このツールは、PowerShell で実行され、Android アプリのラッパーを作成する Windows コマンド ライン アプリケーションです。 アプリがラップされたら、Intuneでモバイル アプリケーション管理ポリシーを構成することで、アプリの機能を変更できます。

ツールを実行する前に、App Wrapping Toolを実行するためのセキュリティに関する考慮事項を確認してください。 ツールをダウンロードするには、GitHub の Android 用Microsoft Intune App Wrapping Toolに移動します。

注:

アプリでのIntune App Wrapping Toolの使用に関する問題がある場合は、GitHub でサポートリクエストを送信してください。

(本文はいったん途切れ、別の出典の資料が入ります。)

pub mod artist;
pub mod credits;
pub mod file_type;
pub mod ids;
pub mod label;
pub mod master;
pub mod media;
pub mod quality;
pub mod release;

pub use artist::Artist;
pub use credits::{ArtistRef, Company, LabelRef, ReleaseArtist, ReleaseLabel};
pub use file_type::FileType;
pub use ids::{ArtistId, LabelId, MasterId, ReleaseId};
pub use label::Label;
pub use master::Master;
pub use media::{Image, ImageType, Video};
pub use quality::QualityLevel;
pub use release::{Format, Identifier, Release, Track};

use crate::ports::Batch;

/// Comportamiento común de las cuatro entidades de primer nivel.
pub trait CatalogEntity: Sized {
  /// Tipo de dump que contiene esta entidad.
  const FILE_TYPE: FileType;

  /// Identificador en forma de texto.
  fn id(&self) -> &str;

  /// Texto crudo de `<data_quality>`.
  fn data_quality(&self) -> &str;

  /// Imágenes de la entidad.
  fn images(&self) -> &[Image];

  /// Acceso mutable a las imágenes, para las salidas que las omiten.
  fn images_mut(&mut self) -> &mut Vec<Image>;

  /// Envuelve un bloque de entidades para entregarlo a un [`crate::Sink`].
  fn batch(items: &[Self]) -> Batch<'_>;

  /// Nivel ordinal de calidad de la entidad.
  fn quality_level(&self) -> QualityLevel {
    QualityLevel::from_data_quality(self.data_quality())
  }
}

/// Quita del bloque las entidades por debajo del umbral, conservando el orden.
///
/// Devuelve cuántas entidades se descartaron.
pub fn retain_quality<T: CatalogEntity>(items: &mut Vec<T>, threshold: QualityLevel) -> usize {
  if threshold == QualityLevel::All {
    return 0;
  }

  let before = items.len();
  items.retain(|item| item.quality_level().meets(threshold));
  before - items.len()
}

macro_rules! catalog_entity {
  ($ty:ty, $file_type:expr, $variant:ident) => {
    impl CatalogEntity for $ty {
      const FILE_TYPE: FileType = $file_type;

      fn id(&self) -> &str {
        self.id.as_str()
      }

      fn data_quality(&self) -> &str {
        &self.data_quality
      }

      fn images(&self) -> &[Image] {
        &self.images
      }

      fn images_mut(&mut self) -> &mut Vec<Image> {
        &mut self.images
      }

      fn batch(items: &[Self]) -> Batch<'_> {
        Batch::$variant(items)
      }
    }
  };
}

catalog_entity!(Artist, FileType::Artists, Artists);
catalog_entity!(Label, FileType::Labels, Labels);
catalog_entity!(Master, FileType::Masters, Masters);
catalog_entity!(Release, FileType::Releases, Releases);

#[cfg(test)]
mod tests {
  use super::*;

  fn artist(id: &str, quality: &str) -> Artist {
    Artist { id: ArtistId::new(id), data_quality: quality.to_string(), ..Default::default() }
  }

  fn ids(items: &[Artist]) -> Vec<&str> {
    items.iter().map(|a| a.id()).collect()
  }

  #[test]
  fn all_threshold_keeps_everything() {
    let mut items = vec![artist("1", ""), artist("2", "Entirely Incorrect"), artist("3", "garbage")];
    assert_eq!(retain_quality(&mut items, QualityLevel::All), 0);
    assert_eq!(items.len(), 3);
  }

  #[test]
  fn correct_threshold_keeps_correct_and_above_in_order() {
    let mut items = vec![
      artist("1", "Complete and Correct"),
      artist("2", "Needs Vote"),
      artist("3", "Correct"),
      artist("4", ""),
      artist("5", "Needs Minor Changes"),
    ];

    assert_eq!(retain_quality(&mut items, QualityLevel::Correct), 3);
    assert_eq!(ids(&items), vec!["1", "3"]);
  }

  #[test]
  fn complete_and_correct_threshold_keeps_only_that_level() {
    let mut items = vec![artist("1", "Correct"), artist("2", "Complete and Correct")];
    retain_quality(&mut items, QualityLevel::CompleteAndCorrect);
    assert_eq!(ids(&items), vec!["2"]);
  }

  #[test]
  fn every_threshold_matches_ordinal_comparison() {
    let levels = [
      "",
      "Entirely Incorrect",
      "Needs Vote",
      "Needs Major Changes",
      "Needs Minor Changes",
      "Correct",
      "Complete and Correct",
    ];

    for threshold in QualityLevel::ALL_LEVELS {
      let mut items: Vec<Artist> =
        levels.iter().enumerate().map(|(i, q)| artist(&i.to_string(), q)).collect();
      retain_quality(&mut items, threshold);

      for item in &items {
        assert!(item.quality_level() >= threshold);
      }
      let expected = levels.iter().filter(|q| QualityLevel::from_data_quality(q) >= threshold).count();
      assert_eq!(items.len(), expected, "threshold {threshold:?}");
    }
  }
}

App Wrapping Toolを使用するための前提条件を満たす

  • アプリで最新のライブラリを使用する必要がある

  • アプリは Google Play の要件と互換性がある必要があります

  • アプリが複雑な場合は、Intune App SDK for Android と統合する必要があります

  • Windows 10 以降を実行している Windows コンピューターでApp Wrapping Toolを実行する必要があります。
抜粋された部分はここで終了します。